Sunday, May 31, 2009

Home Safe


I walk across these old wooden floors,
these planks of
Scarred and battered
living.
Life has passed over them.
Many lives.
Other bare souls,
calloused and rough-skinned.
They've trod.
They've felt.
And my toes trace each groove,
the crossover from the silky weave
of the faded carpet
to the cool, rough boards,
the bits of old nail heads
bruising the soft places
so many times
I've lost count.
A sliver here,
A sliver there.
Stains and scratches.
Gouges.
No beauty there...not for the
artist's eye.
But for me
priceless.
Because my bare soul
has found comfort here.
Refuge.
When I walk these floors
I am home.
Safe.


Wednesday, May 20, 2009


Lately this is the way I picture myself living my life. Peering over the edge. Too busy to be a full participant in anything.
This past month I've been to the beach twice. Once planned. Once unplanned.
My son had surgery.
The grandboys had colds.
The grandboys had stomach viruses.
Diarhhea diapers.
Yuck.
Dear Hubby had a birthday.
I spent this past weekend in Pendleton. Not truly planned but not spur-of-the-moment, either. Just a couple of days' notice.
I finished two books.
We had to give up Chloe dog.
It's rained.
One day it was around 60 degrees. The next, in the 80's. That's Oregon for you.
I cut back runners from our neighbor's plum tree that have threatened to become full-fledged trees.
I took a truckload of junk to a Neighborhood Clean Up drop-off site.
I have walked. And walked. And walked.
And today?
I'll walk some more.

Friday, May 15, 2009

A small portion in a day of my life....


I asked myself

as I trudged along, pushing my 20-pound tandem stroller with my 52-pound grandson Dylan and 22-pound Cooper on board...loaded down with a pack of Pull-Up underwear, a pack of size 3 diapers, a big bunch of bananas, a gallon of apple juice, a half-gallon of Cranapple Grape juice, and a big box of Baby Wipe refills...

Am I crazy?!

Friday, May 1, 2009


Dylan

Middle of the Nite Musings....

We're having one of our infamous slumber party nites, Dear Hubby and me. The phone rang at 1 am, our son calling from Emergency at a local hospital. He's having what they think is a gall bladder attack and he called asking us to pray for him. I can definitely relate to that, having had my own gall bladder removed last September. Once the phone rings in the middle of the nite like that, sleep is pretty much over with. Even so, Dear Hubby and I were both very tired when we went to bed and we lay there for a while, hoping we'd be able to grab a couple more hours. No such luck. So we got up at 2, put on the coffee, and here we are now at 3:21, wide awake and eating breakfast, getting a jump start on our day. I have a feeling we're in for a long one. Our son just called...still waiting for his x-ray. The Emergency department is busy tonite. Is it a full moon out there? I worked in hospitals for years and full moons always seemed to bring on extra-busy nites. I don't know why. Full moons brought out the crazies, too. I'm not sure what my schedule will be like with the boys today, if I'll have them at all or end up having them today and overnite. We'll see what unfolds when the sun rises.
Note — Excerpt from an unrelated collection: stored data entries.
//! Wizard state as a plain value plus a transition function.
//!
//! `apply_at` does no I/O and reads no clock: toasts are stamped with the
//! `now` it is given. Only toast ids are random.
//!
//! ```text
//! URL ──JobExtracted──► REVIEW ──ReviewConfirmed──► PERSONAL_INFO ──PersonalInfoSubmitted──► RESULT
//!  ▲                                                                                           │
//!  └─────────────────────────────────────── Restart ◄──────────────────────────────────────────┘
//! ```

use std::fmt;

use chrono::{DateTime, Utc};
use uuid::Uuid;

use crate::models::{GeneratedEmail, JobData, PersonalInfo};
use crate::wizard::notifications::Notification;
use crate::wizard::WizardError;

const EXTRACTION_FAILED_DEFAULT: &str =
    "Failed to extract job details. Please check the URL and try again.";
const GENERATION_FAILED_DEFAULT: &str = "Failed to generate email. Please try again.";

#[derive(Debug, Clone, Copy, Default, PartialEq, Eq)]
pub enum WizardStep {
    #[default]
    Url,
    Review,
    PersonalInfo,
    Result,
}

impl WizardStep {
    pub const COUNT: usize = 4;

    /// 1-based position shown in the stepper.
    pub fn number(self) -> usize {
        match self {
            WizardStep::Url => 1,
            WizardStep::Review => 2,
            WizardStep::PersonalInfo => 3,
            WizardStep::Result => 4,
        }
    }

    pub fn title(self) -> &'static str {
        match self {
            WizardStep::Url => "Job URL",
            WizardStep::Review => "Review Details",
            WizardStep::PersonalInfo => "Your Info",
            WizardStep::Result => "Your Email",
        }
    }
}

impl fmt::Display for WizardStep {
    fn fmt(&self, f: &mut fmt::Formatter<'_>) -> fmt::Result {
        let name = match self {
            WizardStep::Url => "URL",
            WizardStep::Review => "REVIEW",
            WizardStep::PersonalInfo => "PERSONAL_INFO",
            WizardStep::Result => "RESULT",
        };
        f.write_str(name)
    }
}

#[derive(Debug, Clone)]
pub enum Event {
    ExtractionStarted,
    JobExtracted(JobData),
    ExtractionFailed(String),
    JobEdited(JobData),
    ReviewConfirmed,
    PersonalInfoSubmitted(PersonalInfo),
    EmailGenerated(GeneratedEmail),
    GenerationFailed(String),
    EmailEdited(GeneratedEmail),
    EmailExported(String),
    StorageFailed(String),
    Restart,
    NotificationDismissed(Uuid),
}

impl Event {
    pub fn name(&self) -> &'static str {
        match self {
            Event::ExtractionStarted => "ExtractionStarted",
            Event::JobExtracted(_) => "JobExtracted",
            Event::ExtractionFailed(_) => "ExtractionFailed",
            Event::JobEdited(_) => "JobEdited",
            Event::ReviewConfirmed => "ReviewConfirmed",
            Event::PersonalInfoSubmitted(_) => "PersonalInfoSubmitted",
            Event::EmailGenerated(_) => "EmailGenerated",
            Event::GenerationFailed(_) => "GenerationFailed",
            Event::EmailEdited(_) => "EmailEdited",
            Event::EmailExported(_) => "EmailExported",
            Event::StorageFailed(_) => "StorageFailed",
            Event::Restart => "Restart",
            Event::NotificationDismissed(_) => "NotificationDismissed",
        }
    }
}

/// Everything the wizard shows. Only `apply` produces a new session.
#[derive(Debug, Clone, Default, PartialEq)]
pub struct Session {
    pub step: WizardStep,
    pub job: JobData,
    pub personal_info: PersonalInfo,
    pub email: GeneratedEmail,
    pub is_loading: bool,
    pub error: Option<String>,
    pub notifications: Vec<Notification>,
}

impl Session {
    /// Fresh session; `personal_info` is whatever was saved last time.
    pub fn new(personal_info: Option<PersonalInfo>) -> Self {
        Self {
            personal_info: personal_info.unwrap_or_default(),
            ..Default::default()
        }
    }

    /// `apply_at` stamped with the wall clock.
    pub fn apply(self, event: Event) -> Result<Session, WizardError> {
        self.apply_at(event, Utc::now())
    }

    pub fn apply_at(self, event: Event, now: DateTime<Utc>) -> Result<Session, WizardError> {
        match (self.step, event) {
            (_, Event::Restart) => Ok(Session {
                step: WizardStep::Url,
                job: JobData::default(),
                email: GeneratedEmail::default(),
                is_loading: false,
                error: None,
                ..self
            }),
            (_, Event::StorageFailed(message)) => {
                let message = format!("Could not save your info: {message}");
                Ok(self.notify(Notification::warning(message, now)))
            }
            (_, Event::NotificationDismissed(id)) => {
                let mut next = self;
                next.notifications.retain(|n| n.id != id);
                Ok(next)
            }

            (WizardStep::Url, Event::ExtractionStarted) => Ok(Session {
                is_loading: true,
                error: None,
                ..self
            }),
            (WizardStep::Url, Event::JobExtracted(job)) => Ok(Session {
                step: WizardStep::Review,
                job,
                is_loading: false,
                error: None,
                ..self
            }
            .notify(Notification::success("Job details extracted successfully!", now))),
            (WizardStep::Url, Event::ExtractionFailed(message)) => {
                let message = or_default(message, EXTRACTION_FAILED_DEFAULT);
                Ok(Session {
                    is_loading: false,
                    error: Some(message.clone()),
                    ..self
                }
                .notify(Notification::error(message, now)))
            }

            (WizardStep::Review, Event::JobEdited(job)) => {
                Ok(Session { job, ..self }
                    .notify(Notification::success("Job details updated successfully!", now)))
            }
            (WizardStep::Review, Event::ReviewConfirmed) => Ok(Session {
                step: WizardStep::PersonalInfo,
                ..self
            }),

            (WizardStep::PersonalInfo, Event::PersonalInfoSubmitted(info)) => Ok(Session {
                step: WizardStep::Result,
                personal_info: info,
                is_loading: true,
                error: None,
                ..self
            }),

            (WizardStep::Result, Event::EmailGenerated(email)) => Ok(Session {
                email,
                is_loading: false,
                ..self
            }
            .notify(Notification::success("Personalized email generated!", now))),
            (WizardStep::Result, Event::GenerationFailed(message)) => {
                let message = or_default(message, GENERATION_FAILED_DEFAULT);
                let email = GeneratedEmail::fallback(&self.job, &self.personal_info);
                Ok(Session {
                    email,
                    is_loading: false,
                    error: Some(message.clone()),
                    ..self
                }
                .notify(Notification::error(message, now)))
            }
            (WizardStep::Result, Event::EmailEdited(email)) => Ok(Session { email, ..self }),
            (WizardStep::Result, Event::EmailExported(destination)) => {
                Ok(self.notify(Notification::info(format!("Email saved to {destination}"), now)))
            }

            (step, event) => Err(WizardError::InvalidTransition {
                step,
                event: event.name(),
            }),
        }
    }

    /// Drops toasts whose display time has passed.
    pub fn expire_notifications(mut self, now: DateTime<Utc>) -> Session {
        self.notifications.retain(|n| !n.is_expired(now));
        self
    }

    fn notify(mut self, notification: Notification) -> Session {
        self.notifications.push(notification);
        self
    }
}

fn or_default(message: String, default: &str) -> String {
    if message.trim().is_empty() {
        default.to_string()
    } else {
        message
    }
}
I don't care how old they get -- my son is 30 now -- but our kids are forever our kids. Their problems become more adult, is all. They still call on us when the going gets rough. We just can't take away all the aches and pains, the disappointments, and fix their worlds like we could when they were little, when a kiss on a boo-boo or a quick cuddle was all they needed to make it all better. Oh, that Life could remain that simple. But it doesn't.

So...here I sit. Restless and anxious. Awaiting news.